■ **Your instructions**:
What lines in the records below mention "counter"? List them all.

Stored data
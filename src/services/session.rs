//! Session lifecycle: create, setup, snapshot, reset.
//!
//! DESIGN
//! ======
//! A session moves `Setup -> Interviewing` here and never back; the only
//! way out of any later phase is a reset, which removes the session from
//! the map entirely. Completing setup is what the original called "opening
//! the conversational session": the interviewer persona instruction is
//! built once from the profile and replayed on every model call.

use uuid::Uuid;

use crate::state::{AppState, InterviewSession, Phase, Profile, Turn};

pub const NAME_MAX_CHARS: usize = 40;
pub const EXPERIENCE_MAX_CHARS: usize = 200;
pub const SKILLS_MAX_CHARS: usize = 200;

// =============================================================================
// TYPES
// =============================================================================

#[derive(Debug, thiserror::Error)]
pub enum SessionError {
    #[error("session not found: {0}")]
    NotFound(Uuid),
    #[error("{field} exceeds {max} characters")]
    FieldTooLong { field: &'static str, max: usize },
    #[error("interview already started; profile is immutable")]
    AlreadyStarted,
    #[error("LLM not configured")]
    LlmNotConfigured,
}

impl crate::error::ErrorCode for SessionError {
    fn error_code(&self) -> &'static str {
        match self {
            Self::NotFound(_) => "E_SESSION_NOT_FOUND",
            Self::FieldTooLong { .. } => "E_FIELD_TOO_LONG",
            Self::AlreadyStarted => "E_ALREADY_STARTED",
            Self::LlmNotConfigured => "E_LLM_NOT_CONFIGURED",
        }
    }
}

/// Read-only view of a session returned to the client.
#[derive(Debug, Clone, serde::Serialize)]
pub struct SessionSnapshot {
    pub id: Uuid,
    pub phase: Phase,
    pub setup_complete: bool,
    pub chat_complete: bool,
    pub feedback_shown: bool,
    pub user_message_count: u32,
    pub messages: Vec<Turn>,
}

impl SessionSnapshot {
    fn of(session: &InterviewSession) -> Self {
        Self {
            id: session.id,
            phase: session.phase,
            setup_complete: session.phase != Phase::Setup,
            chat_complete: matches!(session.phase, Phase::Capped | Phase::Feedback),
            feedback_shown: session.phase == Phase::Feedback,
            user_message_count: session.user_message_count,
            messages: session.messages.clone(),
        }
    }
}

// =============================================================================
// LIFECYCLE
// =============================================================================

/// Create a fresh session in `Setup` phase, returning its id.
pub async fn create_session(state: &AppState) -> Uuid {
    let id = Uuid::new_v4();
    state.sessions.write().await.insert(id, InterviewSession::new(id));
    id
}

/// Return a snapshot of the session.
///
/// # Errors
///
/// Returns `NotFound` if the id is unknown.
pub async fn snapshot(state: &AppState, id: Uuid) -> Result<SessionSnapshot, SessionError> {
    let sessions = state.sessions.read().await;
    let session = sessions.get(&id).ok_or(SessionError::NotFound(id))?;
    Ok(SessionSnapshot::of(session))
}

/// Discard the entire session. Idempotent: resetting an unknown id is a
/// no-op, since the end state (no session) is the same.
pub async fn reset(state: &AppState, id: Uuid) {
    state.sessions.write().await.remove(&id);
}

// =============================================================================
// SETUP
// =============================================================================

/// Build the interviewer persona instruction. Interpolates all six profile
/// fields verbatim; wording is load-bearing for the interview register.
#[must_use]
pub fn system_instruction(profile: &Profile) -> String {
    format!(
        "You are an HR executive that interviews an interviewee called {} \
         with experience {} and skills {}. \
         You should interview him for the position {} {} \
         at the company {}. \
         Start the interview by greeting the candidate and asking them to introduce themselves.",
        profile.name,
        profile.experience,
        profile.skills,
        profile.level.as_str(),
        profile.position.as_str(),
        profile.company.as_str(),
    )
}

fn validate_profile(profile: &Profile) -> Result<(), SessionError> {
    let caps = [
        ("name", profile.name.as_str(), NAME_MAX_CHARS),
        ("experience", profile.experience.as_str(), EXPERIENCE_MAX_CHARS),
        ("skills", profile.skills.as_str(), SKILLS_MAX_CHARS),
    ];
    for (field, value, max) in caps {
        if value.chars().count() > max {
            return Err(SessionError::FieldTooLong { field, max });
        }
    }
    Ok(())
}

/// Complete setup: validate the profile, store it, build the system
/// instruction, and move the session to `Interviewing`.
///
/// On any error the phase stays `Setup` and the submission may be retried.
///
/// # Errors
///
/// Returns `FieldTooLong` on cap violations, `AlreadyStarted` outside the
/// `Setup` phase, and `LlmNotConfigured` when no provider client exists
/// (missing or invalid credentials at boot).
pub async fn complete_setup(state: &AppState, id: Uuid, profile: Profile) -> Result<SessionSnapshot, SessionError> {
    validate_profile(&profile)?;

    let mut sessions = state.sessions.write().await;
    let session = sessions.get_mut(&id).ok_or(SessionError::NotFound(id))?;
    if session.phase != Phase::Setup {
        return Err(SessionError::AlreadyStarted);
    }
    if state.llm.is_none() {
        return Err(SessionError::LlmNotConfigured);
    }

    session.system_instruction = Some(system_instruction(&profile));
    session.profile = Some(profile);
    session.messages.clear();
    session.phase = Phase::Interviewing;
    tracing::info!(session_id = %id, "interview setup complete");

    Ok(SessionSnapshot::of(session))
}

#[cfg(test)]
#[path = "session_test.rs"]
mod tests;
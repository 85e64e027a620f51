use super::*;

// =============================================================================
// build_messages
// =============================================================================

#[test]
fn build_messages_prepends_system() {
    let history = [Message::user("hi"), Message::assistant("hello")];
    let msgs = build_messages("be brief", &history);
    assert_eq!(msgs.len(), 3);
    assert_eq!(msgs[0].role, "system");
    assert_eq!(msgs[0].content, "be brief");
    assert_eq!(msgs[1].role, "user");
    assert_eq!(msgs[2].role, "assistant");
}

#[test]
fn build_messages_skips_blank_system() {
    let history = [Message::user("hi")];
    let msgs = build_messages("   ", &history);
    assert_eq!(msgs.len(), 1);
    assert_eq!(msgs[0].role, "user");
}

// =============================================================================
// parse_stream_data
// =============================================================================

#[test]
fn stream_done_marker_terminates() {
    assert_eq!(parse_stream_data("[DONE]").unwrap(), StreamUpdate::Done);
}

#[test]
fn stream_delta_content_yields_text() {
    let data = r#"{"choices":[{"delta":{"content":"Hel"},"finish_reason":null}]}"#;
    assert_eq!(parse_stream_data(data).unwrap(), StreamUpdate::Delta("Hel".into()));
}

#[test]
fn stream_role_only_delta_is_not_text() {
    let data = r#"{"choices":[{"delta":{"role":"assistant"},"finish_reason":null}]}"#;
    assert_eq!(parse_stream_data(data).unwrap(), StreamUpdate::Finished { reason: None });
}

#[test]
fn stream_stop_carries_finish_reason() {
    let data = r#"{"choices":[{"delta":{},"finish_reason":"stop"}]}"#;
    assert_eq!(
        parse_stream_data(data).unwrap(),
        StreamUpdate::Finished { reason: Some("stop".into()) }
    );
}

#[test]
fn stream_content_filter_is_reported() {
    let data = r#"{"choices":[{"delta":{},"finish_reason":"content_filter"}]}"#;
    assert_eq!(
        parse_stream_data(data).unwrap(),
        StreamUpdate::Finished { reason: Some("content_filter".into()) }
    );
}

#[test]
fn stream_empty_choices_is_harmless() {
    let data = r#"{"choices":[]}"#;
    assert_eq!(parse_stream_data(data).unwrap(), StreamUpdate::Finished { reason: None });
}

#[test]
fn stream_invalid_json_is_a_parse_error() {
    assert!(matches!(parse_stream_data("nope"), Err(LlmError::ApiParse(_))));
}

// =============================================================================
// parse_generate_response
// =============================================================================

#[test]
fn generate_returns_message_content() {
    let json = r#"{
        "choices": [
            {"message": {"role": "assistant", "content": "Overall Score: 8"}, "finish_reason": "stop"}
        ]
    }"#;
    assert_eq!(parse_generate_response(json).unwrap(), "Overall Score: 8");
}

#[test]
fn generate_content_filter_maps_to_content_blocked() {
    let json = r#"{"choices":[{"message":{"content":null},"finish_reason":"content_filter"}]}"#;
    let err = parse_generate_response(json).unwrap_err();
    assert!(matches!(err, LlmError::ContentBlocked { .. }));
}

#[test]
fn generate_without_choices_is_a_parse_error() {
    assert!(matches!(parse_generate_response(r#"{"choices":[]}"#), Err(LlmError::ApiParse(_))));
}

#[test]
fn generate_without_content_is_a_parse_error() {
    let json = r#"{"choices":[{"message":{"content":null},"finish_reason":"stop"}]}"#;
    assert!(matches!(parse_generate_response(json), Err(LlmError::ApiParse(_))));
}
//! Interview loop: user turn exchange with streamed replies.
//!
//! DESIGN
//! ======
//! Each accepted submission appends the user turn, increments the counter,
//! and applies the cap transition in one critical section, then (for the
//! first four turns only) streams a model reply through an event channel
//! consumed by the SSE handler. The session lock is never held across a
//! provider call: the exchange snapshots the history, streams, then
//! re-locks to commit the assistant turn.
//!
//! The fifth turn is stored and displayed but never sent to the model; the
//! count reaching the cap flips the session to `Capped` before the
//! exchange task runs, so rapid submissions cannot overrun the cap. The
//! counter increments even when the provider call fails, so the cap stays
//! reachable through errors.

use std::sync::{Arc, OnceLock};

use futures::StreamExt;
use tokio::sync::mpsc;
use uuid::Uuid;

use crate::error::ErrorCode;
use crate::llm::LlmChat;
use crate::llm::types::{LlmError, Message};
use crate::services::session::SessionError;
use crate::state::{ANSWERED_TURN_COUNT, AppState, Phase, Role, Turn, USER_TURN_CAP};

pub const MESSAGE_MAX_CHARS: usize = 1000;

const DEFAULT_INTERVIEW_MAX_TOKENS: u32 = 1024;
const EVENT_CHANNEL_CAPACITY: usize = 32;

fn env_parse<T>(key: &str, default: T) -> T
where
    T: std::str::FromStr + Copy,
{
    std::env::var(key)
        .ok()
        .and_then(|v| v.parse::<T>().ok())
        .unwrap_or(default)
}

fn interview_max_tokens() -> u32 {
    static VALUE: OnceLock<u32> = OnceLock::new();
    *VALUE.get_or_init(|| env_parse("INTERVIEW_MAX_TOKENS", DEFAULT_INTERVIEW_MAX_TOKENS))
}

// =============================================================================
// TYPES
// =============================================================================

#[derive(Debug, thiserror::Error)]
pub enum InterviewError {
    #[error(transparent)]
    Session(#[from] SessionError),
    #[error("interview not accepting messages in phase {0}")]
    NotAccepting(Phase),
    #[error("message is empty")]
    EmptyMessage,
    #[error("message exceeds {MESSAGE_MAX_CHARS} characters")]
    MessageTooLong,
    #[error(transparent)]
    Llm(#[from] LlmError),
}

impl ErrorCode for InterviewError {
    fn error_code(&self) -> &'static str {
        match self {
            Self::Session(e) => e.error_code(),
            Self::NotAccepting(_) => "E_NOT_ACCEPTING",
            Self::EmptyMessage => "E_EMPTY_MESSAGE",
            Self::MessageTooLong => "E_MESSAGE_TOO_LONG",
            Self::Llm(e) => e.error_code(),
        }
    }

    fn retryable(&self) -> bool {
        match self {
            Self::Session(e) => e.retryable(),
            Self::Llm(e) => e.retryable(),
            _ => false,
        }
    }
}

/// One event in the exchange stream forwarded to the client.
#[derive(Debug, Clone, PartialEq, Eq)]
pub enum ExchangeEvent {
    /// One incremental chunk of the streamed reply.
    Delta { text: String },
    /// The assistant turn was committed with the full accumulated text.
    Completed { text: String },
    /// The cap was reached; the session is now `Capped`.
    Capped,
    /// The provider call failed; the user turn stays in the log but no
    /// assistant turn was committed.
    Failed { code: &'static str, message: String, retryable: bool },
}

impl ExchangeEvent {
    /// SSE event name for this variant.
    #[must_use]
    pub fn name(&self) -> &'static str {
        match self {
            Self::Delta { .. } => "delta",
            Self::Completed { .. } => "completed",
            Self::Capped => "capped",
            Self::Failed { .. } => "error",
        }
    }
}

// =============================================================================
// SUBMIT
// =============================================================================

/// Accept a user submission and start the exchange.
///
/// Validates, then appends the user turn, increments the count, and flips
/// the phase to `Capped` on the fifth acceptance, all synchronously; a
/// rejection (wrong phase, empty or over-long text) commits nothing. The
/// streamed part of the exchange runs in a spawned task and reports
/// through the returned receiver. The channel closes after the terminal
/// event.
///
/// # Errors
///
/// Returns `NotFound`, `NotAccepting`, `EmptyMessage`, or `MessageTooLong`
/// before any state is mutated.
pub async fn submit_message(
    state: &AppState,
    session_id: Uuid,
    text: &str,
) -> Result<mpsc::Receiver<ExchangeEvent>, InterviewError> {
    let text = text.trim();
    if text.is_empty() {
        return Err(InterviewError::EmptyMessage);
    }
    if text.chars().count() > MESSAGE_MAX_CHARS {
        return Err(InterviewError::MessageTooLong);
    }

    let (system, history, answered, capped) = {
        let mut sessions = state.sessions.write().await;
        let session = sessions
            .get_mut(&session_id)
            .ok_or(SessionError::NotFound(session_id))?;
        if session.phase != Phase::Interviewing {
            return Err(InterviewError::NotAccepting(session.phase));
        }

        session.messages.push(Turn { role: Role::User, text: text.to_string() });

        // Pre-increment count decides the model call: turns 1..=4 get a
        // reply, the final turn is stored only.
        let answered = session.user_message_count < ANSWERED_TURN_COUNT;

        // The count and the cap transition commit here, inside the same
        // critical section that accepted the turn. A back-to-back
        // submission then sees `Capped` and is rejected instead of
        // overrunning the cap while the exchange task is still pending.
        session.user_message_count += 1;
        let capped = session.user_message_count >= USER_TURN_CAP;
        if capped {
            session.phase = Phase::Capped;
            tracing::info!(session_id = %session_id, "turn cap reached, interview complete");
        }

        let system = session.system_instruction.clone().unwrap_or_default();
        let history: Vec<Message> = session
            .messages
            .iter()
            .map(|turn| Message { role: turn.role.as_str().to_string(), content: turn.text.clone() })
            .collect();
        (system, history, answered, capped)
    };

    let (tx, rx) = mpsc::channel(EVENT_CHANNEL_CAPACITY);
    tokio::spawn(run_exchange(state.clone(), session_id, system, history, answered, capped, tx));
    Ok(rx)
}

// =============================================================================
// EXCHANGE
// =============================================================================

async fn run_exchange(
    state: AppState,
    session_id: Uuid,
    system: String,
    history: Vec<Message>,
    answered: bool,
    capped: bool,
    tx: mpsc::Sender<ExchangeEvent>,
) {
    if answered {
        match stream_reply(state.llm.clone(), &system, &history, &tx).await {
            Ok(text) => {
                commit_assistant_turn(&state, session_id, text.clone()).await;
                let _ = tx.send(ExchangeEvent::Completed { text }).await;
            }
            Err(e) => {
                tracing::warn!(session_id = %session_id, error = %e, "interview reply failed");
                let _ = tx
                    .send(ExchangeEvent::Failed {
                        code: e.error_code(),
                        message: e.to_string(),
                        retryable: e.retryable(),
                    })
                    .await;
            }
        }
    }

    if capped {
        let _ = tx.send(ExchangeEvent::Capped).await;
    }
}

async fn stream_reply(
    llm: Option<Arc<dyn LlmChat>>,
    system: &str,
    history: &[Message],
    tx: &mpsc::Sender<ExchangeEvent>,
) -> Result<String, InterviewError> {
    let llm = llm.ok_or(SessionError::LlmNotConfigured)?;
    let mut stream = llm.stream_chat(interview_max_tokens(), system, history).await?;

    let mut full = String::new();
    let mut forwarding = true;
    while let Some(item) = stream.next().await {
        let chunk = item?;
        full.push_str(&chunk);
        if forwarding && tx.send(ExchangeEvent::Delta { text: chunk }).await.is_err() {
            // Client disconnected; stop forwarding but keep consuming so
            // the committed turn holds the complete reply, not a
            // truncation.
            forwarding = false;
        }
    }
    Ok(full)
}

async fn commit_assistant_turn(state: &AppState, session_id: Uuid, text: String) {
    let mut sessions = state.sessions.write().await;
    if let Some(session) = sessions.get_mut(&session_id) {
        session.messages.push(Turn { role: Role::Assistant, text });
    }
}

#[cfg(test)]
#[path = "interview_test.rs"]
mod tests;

■ **Answer for the task**:
//! Each accepted submission appends the user turn, increments the counter,
//! counter increments even when the provider call fails, so the cap stays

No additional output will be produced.